Compulsive gamblers may soon be betting on a new treatment for their addiction -- antidepressant medication.
Thirteen of 15 compulsive gamblers who took the antidepressant Celexa in a Brown University study reported they gambled less and had fewer urges to gamble.
"At the start of the study, the gamblers were averaging almost $1,900 in gambling losses in the two weeks prior to the initial assessment. At our last follow-up, that was down to $145 in the past two weeks," says one of the study's authors, Robert Breen, associate director of the Rhode Island Gambling Treatment Program at Rhode Island Hospital, which is affiliated with Brown University.
Pathological gambling may affect more than 3 percent of the U.S. population, the study says. The addiction shares many similarities with obsessive-compulsive disorders.
The 15 men and women in study were ready to stop their pathological gambling, the researchers say. Most gambled on slot or video poker machines. Their average gambling debt was $30,564 and their age average was 44. All were from the Providence area.
The patients were given Celexa, an antidepressant in a class of drugs known as selective serotonin reuptake inhibitors (SSRIs), and were asked to report to the researchers every two weeks over three months.
Breen says some participants reported improvement at their first appointment, suggesting a placebo effect because the drugs take several weeks to become effective. But he says improvements over three months showed the added benefit of the drug.
Several participants reported sexual side effects, such as impotence and the inability to achieve orgasm, Breen says.

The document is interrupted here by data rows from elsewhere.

use std::time::Duration;

use async_trait::async_trait;
use chrono::{DateTime, NaiveDate, Utc};
use rust_decimal::Decimal;
use serde::{Deserialize, Serialize};
use tracing::{info, instrument};

use crate::adapters::http::ApiClient;
use crate::adapters::{ExternalAccount, ExternalInvoice, ExternalSystemAdapter, SourceInvoiceStatus};
use crate::config::ExternalSystemConfig;
use crate::error::Result;
use crate::models::customer::{AccountHealth, PaymentRecord, Source};

/// `{ "records": [...] }` envelope used by every CRM list endpoint.
#[derive(Debug, Deserialize)]
struct RecordsEnvelope<T> {
    records: Vec<T>,
}

#[derive(Debug, Clone, Deserialize)]
#[serde(rename_all = "PascalCase")]
pub struct CrmAccountRecord {
    pub id: String,
    pub name: String,
    /// Hot / Warm / Cold
    pub rating: Option<String>,
    pub annual_revenue: Option<Decimal>,
    #[serde(default)]
    pub payments: Vec<CrmPaymentRecord>,
}

#[derive(Debug, Clone, Deserialize)]
#[serde(rename_all = "PascalCase")]
pub struct CrmPaymentRecord {
    pub invoice_number: String,
    pub amount: Decimal,
    pub due_date: NaiveDate,
    pub paid_date: Option<NaiveDate>,
}

#[derive(Debug, Clone, Deserialize)]
#[serde(rename_all = "PascalCase")]
pub struct CrmInvoiceRecord {
    pub invoice_number: String,
    pub account_id: String,
    pub amount: Decimal,
    pub due_date: NaiveDate,
    pub paid_date: Option<NaiveDate>,
    pub status: String,
}

#[derive(Debug, Serialize)]
#[serde(rename_all = "PascalCase")]
struct CrmActivity<'a> {
    account_id: &'a str,
    subject: &'a str,
    description: &'a str,
}

/// Maps the CRM account rating onto the local health classification.
pub fn health_from_rating(rating: Option<&str>) -> AccountHealth {
    match rating.map(|r| r.trim().to_ascii_lowercase()).as_deref() {
        Some("warm") => AccountHealth::AtRisk,
        Some("cold") => AccountHealth::Churning,
        _ => AccountHealth::Good,
    }
}

pub fn map_invoice_status(status: &str) -> SourceInvoiceStatus {
    match status.trim().to_ascii_lowercase().as_str() {
        "paid" | "closed" => SourceInvoiceStatus::Paid,
        "partially paid" | "partial" => SourceInvoiceStatus::PartiallyPaid,
        _ => SourceInvoiceStatus::Open,
    }
}

pub fn map_account(record: CrmAccountRecord) -> ExternalAccount {
    ExternalAccount {
        account_health: health_from_rating(record.rating.as_deref()),
        external_id: record.id,
        name: record.name,
        total_revenue: record.annual_revenue.unwrap_or(Decimal::ZERO),
        payment_history: record
            .payments
            .into_iter()
            .map(|p| PaymentRecord {
                invoice_number: p.invoice_number,
                amount: p.amount,
                due_date: p.due_date,
                paid_date: p.paid_date,
            })
            .collect(),
    }
}

pub fn map_invoice(record: CrmInvoiceRecord) -> ExternalInvoice {
    ExternalInvoice {
        source_status: map_invoice_status(&record.status),
        invoice_number: record.invoice_number,
        account_external_id: record.account_id,
        amount: record.amount,
        due_date: record.due_date,
        paid_date: record.paid_date,
    }
}

/// Adapter for the CRM's REST API.
pub struct CrmAdapter {
    client: ApiClient,
}

impl CrmAdapter {
    pub fn new(config: &ExternalSystemConfig, timeout: Duration) -> Result<Self> {
        Ok(Self {
            client: ApiClient::new(&config.base_url, config.api_token.clone(), "crm", timeout)?,
        })
    }
}

#[async_trait]
impl ExternalSystemAdapter for CrmAdapter {
    fn source(&self) -> Source {
        Source::Crm
    }

    #[instrument(skip(self))]
    async fn list_accounts(&self) -> Result<Vec<ExternalAccount>> {
        let envelope: RecordsEnvelope<CrmAccountRecord> =
            self.client.get("/accounts", &[("limit", "10000")]).await?;
        info!("CRM returned {} accounts", envelope.records.len());
        Ok(envelope.records.into_iter().map(map_account).collect())
    }

    #[instrument(skip(self))]
    async fn list_invoices(&self, since: Option<DateTime<Utc>>) -> Result<Vec<ExternalInvoice>> {
        let query: Vec<(&str, String)> = since
            .map(|s| vec![("modified_since", s.to_rfc3339())])
            .unwrap_or_default();
        let envelope: RecordsEnvelope<CrmInvoiceRecord> =
            self.client.get("/invoices", &query).await?;
        info!("CRM returned {} invoices", envelope.records.len());
        Ok(envelope.records.into_iter().map(map_invoice).collect())
    }

    async fn log_activity(&self, account_ref: &str, subject: &str, note: &str) -> Result<()> {
        let activity = CrmActivity {
            account_id: account_ref,
            subject,
            description: note,
        };
        self.client.post_unit("/activities", &activity).await
    }
}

By the end of the study, 13 of the 15 subjects (87 percent) reported spending less money and fewer days gambling. They also reported fewer problems with gambling urges.
Breen says he's not sure how Celexa works for compulsive gambling; however he says other SSRIs have helped control disorders such as compulsive shopping and kleptomania.
Dr. Norman Sussman, a clinical associate professor of psychiatry at New York University School of Medicine, says Celexa and other SSRIs help compulsive gamblers because the drugs shut down pathways in the brain that allow gamblers to feel a "rush" when they gamble.
"Gambling, like many other behaviors we consider compulsive, can be treated with medications," says Sussman. But he says the success rate would probably not be as high in real life as it was in the study.
The study, sponsored by Forest Laboratories, the maker of Celexa, was presented to the National Institute for Mental Health's New Clinical Drug Evaluation Unit last week in Phoenix.